┌─ DATA RECORDS

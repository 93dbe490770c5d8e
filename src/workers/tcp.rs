//! TCP worker: state fan-out and the command/config/stats endpoint.
//!
//! Two listeners: the STATE port streams one frame per cycle to every
//! connected observer; the CMD port accepts any number of simultaneous
//! command clients, each with its own framing decoder. A newer client never
//! evicts an older one.
//!
//! One-shot semantics live here: beeps and flag rising edges are emitted at
//! most once per command sequence number, while the continuous motor values
//! are latched into the command mailbox every frame.

use crate::core::time::{Timestamps, now_mono_s};
use crate::core::types::{EventCmd, EventSample, EventType};
use crate::error::Error;
use crate::shared::SharedState;
use crate::sync::{RateLimiter, StopFlag};
use crate::wire::frame::{FrameRx, HEADER_SIZE, MsgType, encode_header};
use crate::wire::payload::{CmdPayload, ConfigPayload, SetpointPayload, StatePayload, StatsPayload};
use std::io::{ErrorKind, Read, Write};
use std::net::{TcpListener, TcpStream};
use std::sync::Arc;
use std::sync::atomic::Ordering;

/// Per-recv scratch size; larger bursts simply take extra reads
const RECV_CHUNK: usize = 2048;

struct CmdClient {
    stream: TcpStream,
    rx: FrameRx,
}

pub struct TcpWorker {
    sh: Arc<SharedState>,
    stop: Arc<StopFlag>,
}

└─

_TASK OBJECTIVE_.
Print every record above once more, exactly as written.

_RESPONSE AREA_.
repository 93dbe490770c5d8e
filename src/workers/tcp.rs
//! TCP worker: state fan-out and the command/config/stats endpoint.
//!
//! Two listeners: the STATE port streams one frame per cycle to every
//! connected observer; the CMD port accepts any number of simultaneous
//! command clients, each with its own framing decoder. A newer client never
//! evicts an older one.
//!
//! One-shot semantics live here: beeps and flag rising edges are emitted at
//! most once per command sequence number, while the continuous motor values
//! are latched into the command mailbox every frame.

use crate::core::time::{Timestamps, now_mono_s};
use crate::core::types::{EventCmd, EventSample, EventType};
use crate::error::Error;
use crate::shared::SharedState;
use crate::sync::{RateLimiter, StopFlag};
use crate::wire::frame::{FrameRx, HEADER_SIZE, MsgType, encode_header};
use crate::wire::payload::{CmdPayload, ConfigPayload, SetpointPayload, StatePayload, StatsPayload};
use std::io::{ErrorKind, Read, Write};
use std::net::{TcpListener, TcpStream};
use std::sync::Arc;
use std::sync::atomic::Ordering;

/// Per-recv scratch size; larger bursts simply take extra reads
const RECV_CHUNK: usize = 2048;

struct CmdClient {
    stream: TcpStream,
    rx: FrameRx,
}

pub struct TcpWorker {
    sh: Arc<SharedState>,
    stop: Arc<StopFlag>,
}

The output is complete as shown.